DIRECTIONS — Return the data. Every word must match.

***** INFORMATION *****

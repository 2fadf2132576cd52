//! Protocol-wide constants: storage keys, query-string parameter names and
//! the timing knobs of the activity/refresh loop.

/// Storage key for the access token
pub const AUTH_ACCESS_STORAGE_KEY: &str = "accessToken";

/// Storage key for the id token
pub const AUTH_ID_STORAGE_KEY: &str = "idToken";

/// Storage key for the refresh token
pub const AUTH_REFRESH_STORAGE_KEY: &str = "refreshToken";

/// Storage key for the PKCE code verifier
pub const CODE_VERIFIER_STORAGE_KEY: &str = "codeVerifier";

/// Query-string parameter carrying the client id
pub const QS_CLIENT_ID: &str = "clientId";

/// Query-string parameter carrying the redirect URI
pub const QS_REDIRECT_URI: &str = "redirectUri";

/// Query-string parameter carrying the authorization code
pub const QS_AUTH_CODE: &str = "code";

/// Query-string parameter carrying the encoded client state
pub const QS_STATE: &str = "state";

/// Query-string parameter carrying the PKCE code challenge
pub const QS_CODE_CHALLENGE: &str = "codeChallenge";

/// Number of minutes without recorded activity before the user counts as inactive
pub const DEFAULT_INACTIVE_MINUTES: i64 = 15;

/// How often the activity poll runs, in seconds
pub const POLL_INTERVAL_ACTIVITY_SECONDS: u64 = 60;

/// Minimum spacing between token-expiry checks, in seconds
pub const TOKEN_CHECK_INTERVAL_SECONDS: i64 = 60;

/// Safety margin applied when deciding whether the access token survives
/// until the next scheduled check, in seconds
pub const TOKEN_EXPIRATION_BUFFER_SECONDS: i64 = 30;

/// Lifetime of the persisted PKCE code verifier, in seconds
pub const CODE_VERIFIER_TTL_SECONDS: i64 = 300;

/// Fixed lifetime of the stored refresh token, in days
pub const REFRESH_TOKEN_EXPIRATION_DAYS: i64 = 1;
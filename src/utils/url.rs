//! URL and query-string helpers.

use crate::constants::{QS_CLIENT_ID, QS_REDIRECT_URI};
use crate::models::ClientConfig;
use std::collections::HashMap;
use url::Url;

/// Strip one trailing slash, if present
#[must_use]
pub fn remove_trailing_slash(url: &str) -> &str {
    url.strip_suffix('/').unwrap_or(url)
}

fn query_of(url: &str) -> Option<&str> {
    let query = url.split_once('?')?.1;
    Some(query.split_once('#').map_or(query, |(q, _)| q))
}

/// Value of a single query-string parameter of `url`, decoded
#[must_use]
pub fn query_param(url: &str, name: &str) -> Option<String> {
    let query = query_of(url)?;
    url::form_urlencoded::parse(query.as_bytes())
        .find(|(key, _)| key == name)
        .map(|(_, value)| value.into_owned())
}

/// All query-string parameters of `url`, decoded
#[must_use]
pub fn query_params(url: &str) -> HashMap<String, String> {
    query_of(url)
        .map(|query| {
            url::form_urlencoded::parse(query.as_bytes())
                .map(|(key, value)| (key.into_owned(), value.into_owned()))
                .collect()
        })
        .unwrap_or_default()
}

/// Remove one parameter from a URL's query string. A query left empty drops
/// the `?` entirely; a URL without a query string passes through unchanged.
#[must_use]
pub fn remove_query_param(url: &str, parameter: &str) -> String {
    let Some((base, query)) = url.split_once('?') else {
        return url.to_owned();
    };
    let mut serializer = url::form_urlencoded::Serializer::new(String::new());
    for (key, value) in url::form_urlencoded::parse(query.as_bytes()) {
        if key != parameter {
            serializer.append_pair(&key, &value);
        }
    }
    let query = serializer.finish();
    if query.is_empty() {
        base.to_owned()
    } else {
        format!("{base}?{query}")
    }
}

/// Build a broker URL from the configuration: base URL, an optional extra
/// path segment, then `clientId`, `redirectUri` and any extra parameters in
/// that order
#[must_use]
pub fn build_broker_url(
    config: &ClientConfig,
    additional_path: Option<&str>,
    additional_params: &[(&str, &str)],
) -> String {
    let sso_url = remove_trailing_slash(&config.sso_url);
    let path = match additional_path {
        None | Some("") => String::new(),
        Some(path) if path.starts_with('/') => path.to_owned(),
        Some(path) => format!("/{path}"),
    };
    let mut serializer = url::form_urlencoded::Serializer::new(String::new());
    serializer.append_pair(QS_CLIENT_ID, &config.client_id);
    serializer.append_pair(QS_REDIRECT_URI, &config.redirect_uri);
    for (key, value) in additional_params {
        serializer.append_pair(key, value);
    }
    format!("{sso_url}{path}?{}", serializer.finish())
}

/// Origin (`scheme://host[:port]`) of a URL, when it parses
#[must_use]
pub fn page_origin(url: &str) -> Option<String> {
    Url::parse(url)
        .ok()
        .map(|parsed| parsed.origin().ascii_serialization())
}

#[cfg(test)]
mod tests {
    use super::*;

    fn config() -> ClientConfig {
        let mut config = ClientConfig::new();
        config.client_id = "client-1".into();
        config.redirect_uri = "https://app.example.com/".into();
        config.sso_url = "https://sso.example.com".into();
        config
    }

    #[test]
    fn trailing_slash_is_trimmed_once() {
        assert_eq!(remove_trailing_slash("https://a.example/"), "https://a.example");
        assert_eq!(remove_trailing_slash("https://a.example"), "https://a.example");
        assert_eq!(remove_trailing_slash(""), "");
    }

    #[test]
    fn query_lookup_decodes_values() {
        let url = "https://app.example.com/page?code=1234&state=a%20b#frag";
        assert_eq!(query_param(url, "code"), Some("1234".into()));
        assert_eq!(query_param(url, "state"), Some("a b".into()));
        assert_eq!(query_param(url, "missing"), None);
        assert_eq!(query_param("https://app.example.com/page", "code"), None);

        let params = query_params(url);
        assert_eq!(params.len(), 2);
        assert_eq!(params["code"], "1234");
    }

    #[test]
    fn removing_a_parameter_keeps_the_rest() {
        let url = "https://app.example.com/page?code=1234&state=xyz";
        assert_eq!(
            remove_query_param(url, "code"),
            "https://app.example.com/page?state=xyz"
        );
    }

    #[test]
    fn removing_the_only_parameter_drops_the_query() {
        let url = "https://app.example.com/page?code=1234";
        assert_eq!(remove_query_param(url, "code"), "https://app.example.com/page");
    }

    #[test]
    fn removing_an_absent_parameter_changes_nothing_without_a_query() {
        let url = "https://app.example.com/page";
        assert_eq!(remove_query_param(url, "code"), url);
    }

    #[test]
    fn broker_url_carries_ordered_parameters() {
        let url = build_broker_url(&config(), None, &[("codeChallenge", "abc")]);
        assert_eq!(
            url,
            "https://sso.example.com?clientId=client-1&redirectUri=https%3A%2F%2Fapp.example.com%2F&codeChallenge=abc"
        );
    }

    #[test]
    fn broker_url_normalizes_the_extra_path_segment() {
        let url = build_broker_url(&config(), Some("logout"), &[]);
        assert!(url.starts_with("https://sso.example.com/logout?clientId="));
        let url = build_broker_url(&config(), Some("/logout"), &[]);
        assert!(url.starts_with("https://sso.example.com/logout?clientId="));
    }

    #[test]
    fn origin_extraction() {
        assert_eq!(
            page_origin("https://app.example.com:8443/page?x=1"),
            Some("https://app.example.com:8443".into())
        );
        assert_eq!(page_origin("not a url"), None);
    }
}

*****

WRITTEN ANSWER —
repository 2fadf2132576cd52
//! Protocol-wide constants: storage keys, query-string parameter names and
//! the timing knobs of the activity/refresh loop.

/// Storage key for the access token
pub const AUTH_ACCESS_STORAGE_KEY: &str = "accessToken";

/// Storage key for the id token
pub const AUTH_ID_STORAGE_KEY: &str = "idToken";

/// Storage key for the refresh token
pub const AUTH_REFRESH_STORAGE_KEY: &str = "refreshToken";

/// Storage key for the PKCE code verifier
pub const CODE_VERIFIER_STORAGE_KEY: &str = "codeVerifier";

/// Query-string parameter carrying the client id
pub const QS_CLIENT_ID: &str = "clientId";

/// Query-string parameter carrying the redirect URI
pub const QS_REDIRECT_URI: &str = "redirectUri";

/// Query-string parameter carrying the authorization code
pub const QS_AUTH_CODE: &str = "code";

/// Query-string parameter carrying the encoded client state
pub const QS_STATE: &str = "state";

/// Query-string parameter carrying the PKCE code challenge
pub const QS_CODE_CHALLENGE: &str = "codeChallenge";

/// Number of minutes without recorded activity before the user counts as inactive
pub const DEFAULT_INACTIVE_MINUTES: i64 = 15;

/// How often the activity poll runs, in seconds
pub const POLL_INTERVAL_ACTIVITY_SECONDS: u64 = 60;

/// Minimum spacing between token-expiry checks, in seconds
pub const TOKEN_CHECK_INTERVAL_SECONDS: i64 = 60;

/// Safety margin applied when deciding whether the access token survives
/// until the next scheduled check, in seconds
pub const TOKEN_EXPIRATION_BUFFER_SECONDS: i64 = 30;

/// Lifetime of the persisted PKCE code verifier, in seconds
pub const CODE_VERIFIER_TTL_SECONDS: i64 = 300;

/// Fixed lifetime of the stored refresh token, in days
pub const REFRESH_TOKEN_EXPIRATION_DAYS: i64 = 1;
filename src/utils/url.rs
//! URL and query-string helpers.

use crate::constants::{QS_CLIENT_ID, QS_REDIRECT_URI};
use crate::models::ClientConfig;
use std::collections::HashMap;
use url::Url;

/// Strip one trailing slash, if present
#[must_use]
pub fn remove_trailing_slash(url: &str) -> &str {
    url.strip_suffix('/').unwrap_or(url)
}

fn query_of(url: &str) -> Option<&str> {
    let query = url.split_once('?')?.1;
    Some(query.split_once('#').map_or(query, |(q, _)| q))
}

/// Value of a single query-string parameter of `url`, decoded
#[must_use]
pub fn query_param(url: &str, name: &str) -> Option<String> {
    let query = query_of(url)?;
    url::form_urlencoded::parse(query.as_bytes())
        .find(|(key, _)| key == name)
        .map(|(_, value)| value.into_owned())
}

/// All query-string parameters of `url`, decoded
#[must_use]
pub fn query_params(url: &str) -> HashMap<String, String> {
    query_of(url)
        .map(|query| {
            url::form_urlencoded::parse(query.as_bytes())
                .map(|(key, value)| (key.into_owned(), value.into_owned()))
                .collect()
        })
        .unwrap_or_default()
}

/// Remove one parameter from a URL's query string. A query left empty drops
/// the `?` entirely; a URL without a query string passes through unchanged.
#[must_use]
pub fn remove_query_param(url: &str, parameter: &str) -> String {
    let Some((base, query)) = url.split_once('?') else {
        return url.to_owned();
    };
    let mut serializer = url::form_urlencoded::Serializer::new(String::new());
    for (key, value) in url::form_urlencoded::parse(query.as_bytes()) {
        if key != parameter {
            serializer.append_pair(&key, &value);
        }
    }
    let query = serializer.finish();
    if query.is_empty() {
        base.to_owned()
    } else {
        format!("{base}?{query}")
    }
}

/// Build a broker URL from the configuration: base URL, an optional extra
/// path segment, then `clientId`, `redirectUri` and any extra parameters in
/// that order
#[must_use]
pub fn build_broker_url(
    config: &ClientConfig,
    additional_path: Option<&str>,
    additional_params: &[(&str, &str)],
) -> String {
    let sso_url = remove_trailing_slash(&config.sso_url);
    let path = match additional_path {
        None | Some("") => String::new(),
        Some(path) if path.starts_with('/') => path.to_owned(),
        Some(path) => format!("/{path}"),
    };
    let mut serializer = url::form_urlencoded::Serializer::new(String::new());
    serializer.append_pair(QS_CLIENT_ID, &config.client_id);
    serializer.append_pair(QS_REDIRECT_URI, &config.redirect_uri);
    for (key, value) in additional_params {
        serializer.append_pair(key, value);
    }
    format!("{sso_url}{path}?{}", serializer.finish())
}

/// Origin (`scheme://host[:port]`) of a URL, when it parses
#[must_use]
pub fn page_origin(url: &str) -> Option<String> {
    Url::parse(url)
        .ok()
        .map(|parsed| parsed.origin().ascii_serialization())
}

#[cfg(test)]
mod tests {
    use super::*;

    fn config() -> ClientConfig {
        let mut config = ClientConfig::new();
        config.client_id = "client-1".into();
        config.redirect_uri = "https://app.example.com/".into();
        config.sso_url = "https://sso.example.com".into();
        config
    }

    #[test]
    fn trailing_slash_is_trimmed_once() {
        assert_eq!(remove_trailing_slash("https://a.example/"), "https://a.example");
        assert_eq!(remove_trailing_slash("https://a.example"), "https://a.example");
        assert_eq!(remove_trailing_slash(""), "");
    }

    #[test]
    fn query_lookup_decodes_values() {
        let url = "https://app.example.com/page?code=1234&state=a%20b#frag";
        assert_eq!(query_param(url, "code"), Some("1234".into()));
        assert_eq!(query_param(url, "state"), Some("a b".into()));
        assert_eq!(query_param(url, "missing"), None);
        assert_eq!(query_param("https://app.example.com/page", "code"), None);

        let params = query_params(url);
        assert_eq!(params.len(), 2);
        assert_eq!(params["code"], "1234");
    }

    #[test]
    fn removing_a_parameter_keeps_the_rest() {
        let url = "https://app.example.com/page?code=1234&state=xyz";
        assert_eq!(
            remove_query_param(url, "code"),
            "https://app.example.com/page?state=xyz"
        );
    }

    #[test]
    fn removing_the_only_parameter_drops_the_query() {
        let url = "https://app.example.com/page?code=1234";
        assert_eq!(remove_query_param(url, "code"), "https://app.example.com/page");
    }

    #[test]
    fn removing_an_absent_parameter_changes_nothing_without_a_query() {
        let url = "https://app.example.com/page";
        assert_eq!(remove_query_param(url, "code"), url);
    }

    #[test]
    fn broker_url_carries_ordered_parameters() {
        let url = build_broker_url(&config(), None, &[("codeChallenge", "abc")]);
        assert_eq!(
            url,
            "https://sso.example.com?clientId=client-1&redirectUri=https%3A%2F%2Fapp.example.com%2F&codeChallenge=abc"
        );
    }

    #[test]
    fn broker_url_normalizes_the_extra_path_segment() {
        let url = build_broker_url(&config(), Some("logout"), &[]);
        assert!(url.starts_with("https://sso.example.com/logout?clientId="));
        let url = build_broker_url(&config(), Some("/logout"), &[]);
        assert!(url.starts_with("https://sso.example.com/logout?clientId="));
    }

    #[test]
    fn origin_extraction() {
        assert_eq!(
            page_origin("https://app.example.com:8443/page?x=1"),
            Some("https://app.example.com:8443".into())
        );
        assert_eq!(page_origin("not a url"), None);
    }
}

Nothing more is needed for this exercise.